Can Europe Make It?

Why your government doesn’t want you on a strict privacy diet, and what you can do about it

As Snowden’s revelations have had little impact on our online habits, expecting national governments or the EU to stand up against electronic surveillance misses the point.

Julien Jeandesboz Francesco Ragazzi
6 August 2014
Flickr/Frédéric Poirot. Some rights reserved.

Flickr/Frédéric Poirot. Some rights reserved.

Individual responsibility is a dead-end

While the Snowden revelations have sent an unprecedented shockwave across the world, most of us have gone back to our old habits, checking our Gmail account with the morning coffee, making phone calls from our smartphones and occasionally browsing through Facebook looking for the odd or funny status update. Even though we know Google, Apple, Facebook and several other companies will hand that data directly to the NSA, and that the NSA is very likely to trade it in bulk with several European intelligence agencies. We now know for sure that our lives are tracked, and that every single one of our online clicks and keystrokes slowly builds a more detailed profile of us in the databases of intelligence agencies and advertising corporations in the US and in every member state of the European Union. Yet we do not really care and go on with our lives like nothing happened.
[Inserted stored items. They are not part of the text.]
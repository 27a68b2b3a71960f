mod chart_model;
mod engine;
mod engine_config;
mod event_controller;
mod json_contract;
mod line_series_render_frame_builder;
mod render_frame_builder;
mod validation;

pub use chart_model::ChartModel;
pub use engine::NameSurferEngine;
pub use engine_config::{NameSurferConfig, SERIES_PALETTE_LEN};
pub use event_controller::SubmitOutcome;
pub use json_contract::{
    CHART_SNAPSHOT_JSON_SCHEMA_V1, ChartSnapshot, ChartSnapshotJsonContractV1,
};
pub use line_series_render_frame_builder::series_primitive_count;
pub use render_frame_builder::{build_render_frame, grid_primitive_count};
use serde::{Deserialize, Serialize};

use crate::core::decades::NDECADES;
use crate::core::entry::Rank;
use crate::core::types::Viewport;
use crate::error::{SurferError, SurferResult};

/// Pixel arithmetic used when projecting decades and ranks.
#[derive(Debug, Clone, Copy, PartialEq, Eq, Default, Serialize, Deserialize)]
pub enum CoordinateMode {
    /// Exact floating-point positions.
    #[default]
    Continuous,
    /// Whole-pixel band width and truncated rank positions.
    PixelSnapped,
}

/// Maps decade indices to x and ranks to y inside a margin band.
///
/// Rank `1` sits near the top margin line and `max_rank` on the bottom margin
/// line. Unranked decades are pinned to the bottom line.
#[derive(Debug, Clone, Copy, PartialEq)]
pub struct RankScale {
    max_rank: u32,
    margin_px: f64,
    mode: CoordinateMode,
}

impl RankScale {
    pub fn new(max_rank: u32, margin_px: f64) -> SurferResult<Self> {
        if max_rank == 0 {
            return Err(SurferError::InvalidData(
                "max rank must be > 0".to_owned(),
            ));
        }
        if !margin_px.is_finite() || margin_px < 0.0 {
            return Err(SurferError::InvalidData(
                "graph margin must be finite and >= 0".to_owned(),
            ));
        }

        Ok(Self {
            max_rank,
            margin_px,
            mode: CoordinateMode::Continuous,
        })
    }

    #[must_use]
    pub fn with_mode(mut self, mode: CoordinateMode) -> Self {
        self.mode = mode;
        self
    }

    #[must_use]
    pub fn max_rank(self) -> u32 {
        self.max_rank
    }

    #[must_use]
    pub fn margin_px(self) -> f64 {
        self.margin_px
    }

    #[must_use]
    pub fn mode(self) -> CoordinateMode {
        self.mode
    }

    /// Width of one decade column.
    pub fn band_width(self, viewport: Viewport) -> SurferResult<f64> {
        let viewport = viewport.validate()?;
        let decades = NDECADES as u32;
        Ok(match self.mode {
            CoordinateMode::Continuous => f64::from(viewport.width) / f64::from(decades),
            CoordinateMode::PixelSnapped => f64::from(viewport.width / decades),
        })
    }

    /// Pixels per rank step. Negative when the canvas is shorter than both margins.
    pub fn pixels_per_rank(self, viewport: Viewport) -> SurferResult<f64> {
        let viewport = viewport.validate()?;
        let band = f64::from(viewport.height) - 2.0 * self.margin_px;
        Ok(band / f64::from(self.max_rank))
    }

    #[must_use]
    pub fn plot_top(self) -> f64 {
        self.margin_px
    }

    #[must_use]
    pub fn plot_bottom(self, viewport: Viewport) -> f64 {
        self.snap(f64::from(viewport.height) - self.margin_px)
    }

    pub fn decade_to_pixel(self, decade: usize, viewport: Viewport) -> SurferResult<f64> {
        let band = self.band_width(viewport)?;
        Ok(decade as f64 * band)
    }

    /// Ranks are not clamped: values above `max_rank` land below the band and
    /// negative values above it.
    pub fn rank_to_pixel(self, rank: Rank, viewport: Viewport) -> SurferResult<f64> {
        let per_rank = self.pixels_per_rank(viewport)?;
        Ok(match rank {
            Rank::Unranked => self.plot_bottom(viewport),
            Rank::Ranked(value) => self.snap(self.margin_px + f64::from(value) * per_rank),
        })
    }

    fn snap(self, value: f64) -> f64 {
        match self.mode {
            CoordinateMode::Continuous => value,
            CoordinateMode::PixelSnapped => value.trunc(),
        }
    }
}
At the individual level, we already have several answers as to why this might be the case. Low digital literacy, the complexity of encryption, the habit of using easy to use commercial software as opposed to privacy-oriented yet more difficult one (compare Max OSX to Linux or TAILS, Internet Explorer to the TOR Browser) certainly matter. But more importantly, the problem of mass digital surveillance appears to have slipped in our subconscious.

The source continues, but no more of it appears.